42nd Chief Justice of Gauhati High Court
- In office 5 February 2024 – 29 May 2025
- Nominated by: D. Y. Chandrachud
- Appointed by: Droupadi Murmu
- Preceded by: Sandeep Mehta; L. Jamir (acting);
- Succeeded by: Ashutosh Kumar; L. Jamir (acting);

Judge of the Rajasthan High Court
- In office 8 January 2013 – 4 February 2024
- Nominated by: Altamas Kabir
- Appointed by: Pranab Mukherjee

Personal details
- Born: 26 March 1964 (age 62) Jodhpur

= Vijay Bishnoi =

Indian judge (born 1964)

Vijay Bishnoi (born 26 March 1964) is a judge of the Supreme Court of India. He previously served as the 42nd chief justice of Gauhati High Court from 2024 to 2025. He is a former judge of the Rajasthan High Court.

== Early life and career ==
Bishnoi was born on 26 March 1964 in Jodhpur. He enrolled as an advocate on 8 July 1989. He practiced at the Rajasthan High Court and the Central Administrative Tribunal at Jodhpur in wide range of areas such as civil, criminal, Constitutional, service, election cases etc. He served as Additional Central Govt. Standing Counsel during the years 2000 - 2004 ; as counsel for various Departments in the government of Rajasthan.

He was appointed as additional judge of the Rajasthan High Court on 8 January 2013 and was confirmed as a permanent judge of the Rajasthan High Court on 7 January 2015.

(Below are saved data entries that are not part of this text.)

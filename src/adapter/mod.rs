//! Database access: pooled sessions, transactions and savepoints.
//!
//! An [`Adapter`] owns a small pool of driver sessions. Statements outside a
//! transaction borrow any idle session. Inside [`Adapter::transaction`] the
//! transaction's session is reachable from anywhere in the same task, so
//! nested queries, hooks and relation writes join it without passing a handle
//! around. Statements issued concurrently within one transaction queue on the
//! session and run one at a time, in the order they were issued.

#[cfg(feature = "tokio-postgres")]
pub mod tokio_postgres;

use std::{
    fmt,
    future::Future,
    sync::{
        Arc,
        atomic::{AtomicU32, Ordering},
    },
};

use futures_util::future::BoxFuture;
use parking_lot::Mutex;
use relq_core::{Error, QueryError, Result, Statement, quote_ident, relq_trace_query, relq_trace_tx};
use relq_postgres::{PostgresValue, TransactionOptions};
use tokio::sync::{Mutex as AsyncMutex, OwnedSemaphorePermit, Semaphore};

use crate::{
    config::{AdapterConfig, ConfigOverrides},
    row::{QueryResult, RowSet},
};

/// One open database connection.
pub trait Session: Send {
    /// Runs one statement with `$n` placeholders bound to `values`.
    fn query<'a>(&'a mut self, text: &'a str, values: &'a [PostgresValue]) -> BoxFuture<'a, Result<RowSet>>;

    /// Runs statements without parameters: transaction control, settings.
    fn batch<'a>(&'a mut self, text: &'a str) -> BoxFuture<'a, Result<()>>;

    /// False once the connection is unusable; the pool then drops it.
    fn is_open(&self) -> bool {
        true
    }
}

/// Opens sessions for an [`Adapter`].
pub trait Driver: Send + Sync {
    fn connect<'a>(&'a self, config: &'a AdapterConfig) -> BoxFuture<'a, Result<Box<dyn Session>>>;
}

/// Deferred work run after the enclosing transaction commits.
pub type CommitHook = Box<dyn FnOnce() -> BoxFuture<'static, Result<()>> + Send>;

struct Pool {
    driver: Arc<dyn Driver>,
    config: AdapterConfig,
    idle: Mutex<Vec<Box<dyn Session>>>,
    permits: Arc<Semaphore>,
}

/// A session checked out of the pool; returned to it on drop.
struct Pooled {
    session: Option<Box<dyn Session>>,
    pool: Arc<Pool>,
    _permit: OwnedSemaphorePermit,
}

impl Pooled {
    fn session(&mut self) -> Result<&mut (dyn Session + 'static)> {
        self.session
            .as_deref_mut()
            .ok_or_else(|| Error::Transaction("session was discarded".to_owned()))
    }

    fn discard(&mut self) {
        self.session = None;
    }
}

impl Drop for Pooled {
    fn drop(&mut self) {
        if let Some(session) = self.session.take()
            && session.is_open()
            && !self.pool.permits.is_closed()
        {
            self.pool.idle.lock().push(session);
        }
    }
}

struct TxState {
    pool: usize,
    session: AsyncMutex<Pooled>,
    savepoints: AtomicU32,
}

impl TxState {
    async fn batch(&self, text: &str) -> Result<()> {
        let mut session = self.session.lock().await;
        session.session()?.batch(text).await
    }
}

/// One level of a transaction: the top-level body or a savepoint body.
///
/// Savepoints opened from the same frame take turns on `children`, so a
/// sibling's rollback never undoes another sibling's statements. Commit
/// hooks queued in a frame move to its parent when the savepoint is
/// released and are dropped when it rolls back.
struct Frame {
    tx: Arc<TxState>,
    children: AsyncMutex<()>,
    on_commit: Mutex<Vec<CommitHook>>,
}

impl Frame {
    fn new(tx: Arc<TxState>) -> Arc<Self> {
        Arc::new(Self {
            tx,
            children: AsyncMutex::new(()),
            on_commit: Mutex::new(Vec::new()),
        })
    }

    fn take_hooks(&self) -> Vec<CommitHook> {
        std::mem::take(&mut *self.on_commit.lock())
    }
}

tokio::task_local! {
    static CURRENT_TX: Arc<Frame>;
}

/// Pooled access to one database.
#[derive(Clone)]
pub struct Adapter {
    pool: Arc<Pool>,
}

impl fmt::Debug for Adapter {
    fn fmt(&self, f: &mut fmt::Formatter<'_>) -> fmt::Result {
        f.debug_struct("Adapter")
            .field("host", &self.pool.config.host)
            .field("database", &self.pool.config.database)
            .field("idle", &self.pool.idle.lock().len())
            .finish()
    }
}

impl Adapter {
    pub fn new(driver: impl Driver + 'static, config: AdapterConfig) -> Self {
        Self::with_driver(Arc::new(driver), config)
    }

    fn with_driver(driver: Arc<dyn Driver>, config: AdapterConfig) -> Self {
        let permits = Arc::new(Semaphore::new(config.max_connections.max(1)));
        Self {
            pool: Arc::new(Pool {
                driver,
                config,
                idle: Mutex::new(Vec::new()),
                permits,
            }),
        }
    }

    pub fn config(&self) -> &AdapterConfig {
        &self.pool.config
    }

    pub fn database(&self) -> &str {
        &self.pool.config.database
    }

    pub fn user(&self) -> &str {
        &self.pool.config.user
    }

    pub fn host(&self) -> &str {
        &self.pool.config.host
    }

    pub fn search_path(&self) -> Option<&str> {
        self.pool.config.search_path.as_deref()
    }

    /// A new adapter over the same driver with some settings replaced. The two
    /// share no sessions and no transactions.
    pub fn reconfigure(&self, overrides: ConfigOverrides) -> Adapter {
        Adapter::with_driver(self.pool.driver.clone(), self.pool.config.merged(overrides))
    }

    /// Closes the pool: idle sessions are dropped and new statements fail.
    /// Sessions in use are dropped when released.
    pub fn close(&self) {
        self.pool.permits.close();
        self.pool.idle.lock().clear();
    }

    pub fn is_closed(&self) -> bool {
        self.pool.permits.is_closed()
    }

    fn pool_id(&self) -> usize {
        Arc::as_ptr(&self.pool) as *const () as usize
    }

    fn current(&self) -> Option<Arc<Frame>> {
        CURRENT_TX
            .try_with(Arc::clone)
            .ok()
            .filter(|frame| frame.tx.pool == self.pool_id())
    }

    /// True inside a transaction body of this adapter.
    pub fn in_transaction(&self) -> bool {
        self.current().is_some()
    }

    async fn connect(&self) -> Result<Box<dyn Session>> {
        let pool = &self.pool;
        let mut session = pool.config.connect_retry.run(|| pool.driver.connect(&pool.config)).await?;
        if let Some(path) = &pool.config.search_path {
            let schemas: Vec<String> = path.split(',').map(|schema| quote_ident(schema.trim())).collect();
            session.batch(&format!("SET search_path TO {}", schemas.join(", "))).await?;
        }
        Ok(session)
    }

    async fn acquire(&self) -> Result<Pooled> {
        let permit = self
            .pool
            .permits
            .clone()
            .acquire_owned()
            .await
            .map_err(|_| QueryError::new("adapter is closed").with_code("08003"))?;
        let idle = self.pool.idle.lock().pop();
        let session = match idle {
            Some(session) => session,
            None => self.connect().await?,
        };
        Ok(Pooled {
            session: Some(session),
            pool: self.pool.clone(),
            _permit: permit,
        })
    }

    async fn run(&self, text: &str, values: &[PostgresValue]) -> Result<RowSet> {
        relq_trace_query!(text, values.len());
        match self.current() {
            Some(frame) => {
                let mut session = frame.tx.session.lock().await;
                session.session()?.query(text, values).await
            }
            None => {
                let mut session = self.acquire().await?;
                session.session()?.query(text, values).await
            }
        }
    }

    /// Runs a statement; rows come back keyed by column name.
    pub async fn query(&self, text: &str, values: &[PostgresValue]) -> Result<QueryResult> {
        self.run(text, values).await.map(QueryResult::from)
    }

    /// Runs a statement; rows come back as value tuples.
    pub async fn arrays(&self, text: &str, values: &[PostgresValue]) -> Result<RowSet> {
        self.run(text, values).await
    }

    /// Runs a compiled statement.
    pub async fn execute(&self, statement: &Statement<PostgresValue>) -> Result<RowSet> {
        self.run(&statement.text, &statement.values).await
    }

    /// Runs `body` in a transaction.
    ///
    /// `BEGIN` first; `COMMIT` when the body succeeds, `ROLLBACK` and the
    /// body's error when it fails. Called inside another transaction of this
    /// adapter, the body runs under a savepoint instead, so its failure only
    /// undoes its own statements. `options` apply to top-level transactions
    /// only.
    pub async fn transaction<F, Fut, T>(&self, options: TransactionOptions, body: F) -> Result<T>
    where
        F: FnOnce() -> Fut,
        Fut: Future<Output = Result<T>>,
    {
        if let Some(frame) = self.current() {
            return savepoint(frame, body).await;
        }

        let mut session = self.acquire().await?;
        let begin = options.begin_statement();
        relq_trace_tx!("begin", begin);
        session.session()?.batch(&begin).await?;

        let tx = Arc::new(TxState {
            pool: self.pool_id(),
            session: AsyncMutex::new(session),
            savepoints: AtomicU32::new(0),
        });
        let frame = Frame::new(tx.clone());
        let result = CURRENT_TX.scope(frame.clone(), async move { body().await }).await;

        let hooks = {
            let mut session = tx.session.lock().await;
            match result {
                Ok(value) => {
                    relq_trace_tx!("commit", self.pool.config.database);
                    session.session()?.batch("COMMIT").await?;
                    (value, frame.take_hooks())
                }
                Err(err) => {
                    relq_trace_tx!("rollback", err);
                    let rolled_back = match session.session() {
                        Ok(session) => session.batch("ROLLBACK").await.is_ok(),
                        Err(_) => false,
                    };
                    if !rolled_back {
                        session.discard();
                    }
                    return Err(err);
                }
            }
        };
        // release the session before commit hooks need one
        drop(frame);
        drop(tx);

        let (value, hooks) = hooks;
        run_commit_hooks(hooks).await?;
        Ok(value)
    }

    /// Runs `hook` after the current transaction commits, or right away
    /// outside a transaction. Hooks queued inside a savepoint that rolls
    /// back are dropped with it.
    pub async fn after_commit<F, Fut>(&self, hook: F) -> Result<()>
    where
        F: FnOnce() -> Fut + Send + 'static,
        Fut: Future<Output = Result<()>> + Send + 'static,
    {
        match self.current() {
            Some(frame) => {
                let hook: CommitHook = Box::new(move || -> BoxFuture<'static, Result<()>> { Box::pin(hook()) });
                frame.on_commit.lock().push(hook);
                Ok(())
            }
            None => hook().await,
        }
    }
}

async fn savepoint<F, Fut, T>(parent: Arc<Frame>, body: F) -> Result<T>
where
    F: FnOnce() -> Fut,
    Fut: Future<Output = Result<T>>,
{
    let _turn = parent.children.lock().await;
    let tx = parent.tx.clone();
    let name = format!("relq_sp_{}", tx.savepoints.fetch_add(1, Ordering::SeqCst));
    relq_trace_tx!("savepoint", name);
    tx.batch(&format!("SAVEPOINT {name}")).await?;

    let frame = Frame::new(tx.clone());
    let result = CURRENT_TX.scope(frame.clone(), async move { body().await }).await;
    let hooks = frame.take_hooks();

    match result {
        Ok(value) => {
            relq_trace_tx!("release", name);
            tx.batch(&format!("RELEASE SAVEPOINT {name}")).await?;
            parent.on_commit.lock().extend(hooks);
            Ok(value)
        }
        Err(err) => {
            relq_trace_tx!("rollback", name);
            drop(hooks);
            let _ = tx.batch(&format!("ROLLBACK TO SAVEPOINT {name}")).await;
            let _ = tx.batch(&format!("RELEASE SAVEPOINT {name}")).await;
            Err(err)
        }
    }
}

async fn run_commit_hooks(hooks: Vec<CommitHook>) -> Result<()> {
    let mut first_error = None;
    for hook in hooks {
        if let Err(err) = hook().await {
            first_error.get_or_insert(err);
        }
    }
    match first_error {
        Some(err) => Err(err),
        None => Ok(()),
    }
}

He was appointed as the Chief Justice of Gauhati High Court and took oath as the chief justice of Gauhati High Court on 5 February 2024.

On 26 May 2025, the Supreme Court collegium led by CJI Bhushan Ramkrishna Gavai recommended his appointment as judge of Supreme Court of India. This recommendation was cleared by central government and he was sworn in as Judge of Supreme Court on 30 May 2025.